Look for the word "answers" in the records, and copy each line where it appears.

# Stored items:
----------

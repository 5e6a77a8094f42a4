//! Collision classification for LMS registration answers.
//!
//! The LMS reports a taken CPF/login only through free text in its `info`
//! field. That text is matched here and nowhere else.

use serde::{Deserialize, Serialize};

use crate::lms::RegistrationReply;

/// Phrases the LMS uses for a taken identifier (Portuguese and English builds)
pub const DEFAULT_COLLISION_PHRASES: [&str; 2] = ["já está em uso", "already in use"];

/// Case-insensitive substring matcher for collision answers
#[derive(Clone, Debug, PartialEq, Eq, Serialize, Deserialize)]
pub struct CollisionMatcher {
    phrases: Vec<String>,
}

impl Default for CollisionMatcher {
    fn default() -> Self {
        Self::new(DEFAULT_COLLISION_PHRASES)
    }
}

impl CollisionMatcher {
    /// Build from phrases; blank entries are ignored
    pub fn new<I, S>(phrases: I) -> Self
    where
        I: IntoIterator<Item = S>,
        S: AsRef<str>,
    {
        let phrases = phrases
            .into_iter()
            .map(|p| p.as_ref().trim().to_lowercase())
            .filter(|p| !p.is_empty())
            .collect();
        Self { phrases }
    }

    /// Parse a comma-separated list; falls back to the default when empty
    pub fn from_list(list: &str) -> Self {
        let matcher = Self::new(list.split(','));
        if matcher.phrases.is_empty() {
            Self::default()
        } else {
            matcher
        }
    }

    pub fn phrases(&self) -> &[String] {
        &self.phrases
    }

    /// Whether the `info` text reports the identifier as already taken
    pub fn is_collision(&self, info: &str) -> bool {
        let info = info.to_lowercase();
        self.phrases.iter().any(|p| info.contains(p.as_str()))
    }

    /// Translate a failed registration's `info` text into a reply
    pub fn classify(&self, info: &str) -> RegistrationReply {
        if self.is_collision(info) {
            RegistrationReply::Collision
        } else {
            RegistrationReply::Rejected(info.trim().to_string())
        }
    }
}
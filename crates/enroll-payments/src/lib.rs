//! # enroll-payments
//!
//! Mercado Pago checkout and payment-confirmed enrollment for
//! course-enroll-bridge.
//!
//! ## Flow
//!
//! ```text
//! ┌─────────────┐   ┌──────────────────┐   ┌────────────────┐   ┌─────┐
//! │ Sales page  │──▶│ Mercado Pago     │──▶│ Webhook        │──▶│ LMS │
//! │ (checkout)  │   │ hosted checkout  │   │ (fulfillment)  │   │     │
//! └─────────────┘   └──────────────────┘   └────────────────┘   └─────┘
//! ```
//!
//! 1. The buyer's name, contact and courses are stored as a
//!    [`PendingCheckout`] and a link is created with its reference as
//!    `external_reference`.
//! 2. Mercado Pago notifies the webhook; the handler looks the payment up.
//! 3. On `approved` (or `authorized` for monthly billing) the checkout is
//!    claimed once and the buyer is registered and enrolled.
//!
//! ## Usage
//!
//! ```rust,ignore
//! use enroll_payments::{CheckoutSettings, MercadoPagoClient, PaymentGateway, PendingCheckout};
//!
//! let client = MercadoPagoClient::from_env()?;
//! let settings = CheckoutSettings::from_env()?;
//!
//! let checkout = PendingCheckout::new("Maria", "61999990000", vec![12], None)?;
//! store.save(&checkout)?;
//! let link = client.create_checkout_link(&settings.request_for(&checkout)).await?;
//!
//! // Redirect the buyer to: link.checkout_url
//! ```

mod checkout;
mod error;
mod store;
mod webhook;

pub use checkout::{
    BillingMode, CheckoutLink, CheckoutRequest, CheckoutSettings, DEFAULT_API_BASE,
    DEFAULT_PRICE, MercadoPagoClient, PaymentGateway, PaymentStatus,
};
pub use error::{PaymentError, Result};
pub use store::{
    CheckoutReference, CheckoutStatus, CheckoutStore, FulfillmentStart, MemoryCheckoutStore,
    PendingCheckout,
};
pub use webhook::{NotificationTopic, PaymentNotification, WebhookEvent, WebhookHandler};
#[cfg(test)]
mod tests {
    use super::*;
    use serde_json::json;

    fn request(billing: BillingMode, payer_email: Option<&str>) -> CheckoutRequest {
        CheckoutRequest {
            reference: CheckoutReference::generate(),
            title: "Matrícula - Maria".into(),
            price: DEFAULT_PRICE,
            billing,
            payer_email: payer_email.map(str::to_string),
            back_url: Some("https://example.com/obrigado".into()),
            notification_url: None,
        }
    }

    #[test]
    fn test_preference_body() {
        let req = request(BillingMode::OneTime, None);
        let body = serde_json::to_value(preference_body(&req)).unwrap();

        assert_eq!(body["items"][0]["unit_price"], json!(59.9));
        assert_eq!(body["items"][0]["currency_id"], "BRL");
        assert_eq!(body["items"][0]["quantity"], 1);
        assert_eq!(body["external_reference"], req.reference.to_string());
        assert_eq!(body["auto_return"], "approved");
        assert!(body.get("payer").is_none());
        assert!(body.get("notification_url").is_none());
    }

    #[test]
    fn test_preapproval_requires_email() {
        let req = request(BillingMode::Monthly, None);
        assert!(matches!(
            preapproval_body(&req),
            Err(PaymentError::InvalidRequest(_))
        ));

        let req = request(BillingMode::Monthly, Some("maria@example.com"));
        let body = serde_json::to_value(preapproval_body(&req).unwrap()).unwrap();
        assert_eq!(body["auto_recurring"]["frequency"], 1);
        assert_eq!(body["auto_recurring"]["frequency_type"], "months");
        assert_eq!(body["auto_recurring"]["transaction_amount"], json!(59.9));
        assert_eq!(body["status"], "pending");
    }

    #[test]
    fn test_interpret_link_and_status() {
        let reference = CheckoutReference::generate();
        let link = interpret_link(
            &json!({"id": "123-abc", "init_point": "https://mp.example/checkout"}),
            reference,
        )
        .unwrap();
        assert_eq!(link.checkout_url, "https://mp.example/checkout");
        assert!(interpret_link(&json!({"id": "123"}), reference).is_err());

        let status = interpret_status(&json!({
            "id": 987654,
            "status": "approved",
            "external_reference": reference.to_string(),
        }))
        .unwrap();
        assert_eq!(status.id, "987654");
        assert!(status.is_confirmed());
        assert_eq!(status.external_reference, Some(reference.to_string()));

        let pending = interpret_status(&json!({"id": "p1", "status": "pending", "external_reference": ""})).unwrap();
        assert!(!pending.is_confirmed());
        assert_eq!(pending.external_reference, None);
    }

    #[test]
    fn test_settings_from_lookup() {
        let settings = CheckoutSettings::from_lookup(|_| None).unwrap();
        assert_eq!(settings.price, dec!(59.90));
        assert_eq!(settings.billing, BillingMode::OneTime);

        let settings = CheckoutSettings::from_lookup(|key| match key {
            "CHECKOUT_PRICE" => Some("120.00".into()),
            "CHECKOUT_BILLING" => Some("monthly".into()),
            "CHECKOUT_TITLE" => Some("Curso".into()),
            _ => None,
        })
        .unwrap();
        assert_eq!(settings.price, dec!(120));
        assert_eq!(settings.billing, BillingMode::Monthly);

        let checkout = PendingCheckout::new("Maria", "61999990000", vec![1], None).unwrap();
        assert_eq!(settings.request_for(&checkout).title, "Curso - Maria");

        assert!(CheckoutSettings::from_lookup(|k| (k == "CHECKOUT_PRICE").then(|| "-1".into())).is_err());
        assert!(CheckoutSettings::from_lookup(|k| (k == "CHECKOUT_BILLING").then(|| "weekly".into())).is_err());
    }
}
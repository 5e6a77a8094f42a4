//! Server Configuration

use std::net::SocketAddr;

use thiserror::Error;

pub const DEFAULT_BIND_ADDR: &str = "0.0.0.0:3000";
pub const DEFAULT_LOG_FILTER: &str = "info,tower_http=debug";

#[derive(Debug, Error)]
pub enum ConfigError {
    #[error("invalid BIND_ADDR {value:?}: {source}")]
    InvalidBindAddr {
        value: String,
        source: std::net::AddrParseError,
    },
}

/// Settings for the HTTP listener and logging
#[derive(Debug, Clone)]
pub struct ServerConfig {
    pub bind_addr: SocketAddr,
    pub log_filter: String,
}

impl ServerConfig {
    pub fn from_env() -> Result<Self, ConfigError> {
        Self::from_lookup(|key| std::env::var(key).ok())
    }

    pub fn from_lookup(lookup: impl Fn(&str) -> Option<String>) -> Result<Self, ConfigError> {
        let value = lookup("BIND_ADDR")
            .filter(|v| !v.trim().is_empty())
            .unwrap_or_else(|| DEFAULT_BIND_ADDR.to_string());

        let bind_addr = value
            .trim()
            .parse()
            .map_err(|source| ConfigError::InvalidBindAddr {
                value: value.clone(),
                source,
            })?;

        Ok(Self {
            bind_addr,
            log_filter: lookup("RUST_LOG").unwrap_or_else(|| DEFAULT_LOG_FILTER.to_string()),
        })
    }
}
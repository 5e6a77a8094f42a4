//! # enroll-core
//!
//! Student registration against an external LMS with sequential,
//! collision-checked login identifiers.
//!
//! ## Architecture
//!
//! ```text
//! ┌──────────────────────────────────────────────────────────────┐
//! │                     EnrollmentService                         │
//! │  ┌──────────────────┐  ┌─────────────────┐  ┌─────────────┐  │
//! │  │  Registration    │  │    Sequence     │  │  LmsClient  │  │
//! │  │  Driver (FSM)    │──│    Allocator    │──│  (Strategy) │  │
//! │  └──────────────────┘  └─────────────────┘  └─────────────┘  │
//! └──────────────────────────────────────────────────────────────┘
//! ```
//!
//! The LMS is the only source of truth for which identifiers are taken.
//! The allocator proposes `prefix + zero_pad(count + 1 + offset, 3)` inside a
//! critical section, and the driver retries with a larger offset whenever
//! the LMS reports the candidate as already in use.
//!
//! ## Usage
//!
//! ```rust,ignore
//! use enroll_core::{EnrollmentService, RegistrationConfig};
//!
//! let service = EnrollmentService::builder(lms)
//!     .config(RegistrationConfig::from_env()?)
//!     .build();
//!
//! let student = service.register_student("Maria", "61999990000", &[12, 15]).await?;
//! println!("login: {}", student.identifier);
//! ```

pub mod allocator;
pub mod error;
pub mod identifier;
pub mod lms;
pub mod notify;
pub mod registration;
pub mod service;

pub use allocator::{CriticalSection, MutexSection, NoopSection, SectionGuard, SequenceAllocator};
pub use error::{EnrollError, FailureStage, Result};
pub use identifier::{Identifier, IdentifierPrefix, StudentId, UnitToken};
pub use lms::{
    EnrollmentReply, LmsClient, MockLms, RegistrationForm, RegistrationReply, ScriptedReply,
    StudentProfile, StudentRecord,
};
pub use notify::{LogNotifier, Notification, Notifier};
pub use registration::{
    AbortReason, AttemptState, CollisionMatcher, DEFAULT_MAX_ATTEMPTS, RegisteredStudent,
    RegistrationConfig, RegistrationDriver, RegistrationObserver, TracingObserver,
};
pub use service::{EnrolledStudent, EnrollmentService, EnrollmentServiceBuilder};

----------

# ANSWER AREA:
//! Collision classification for LMS registration answers.
/// Case-insensitive substring matcher for collision answers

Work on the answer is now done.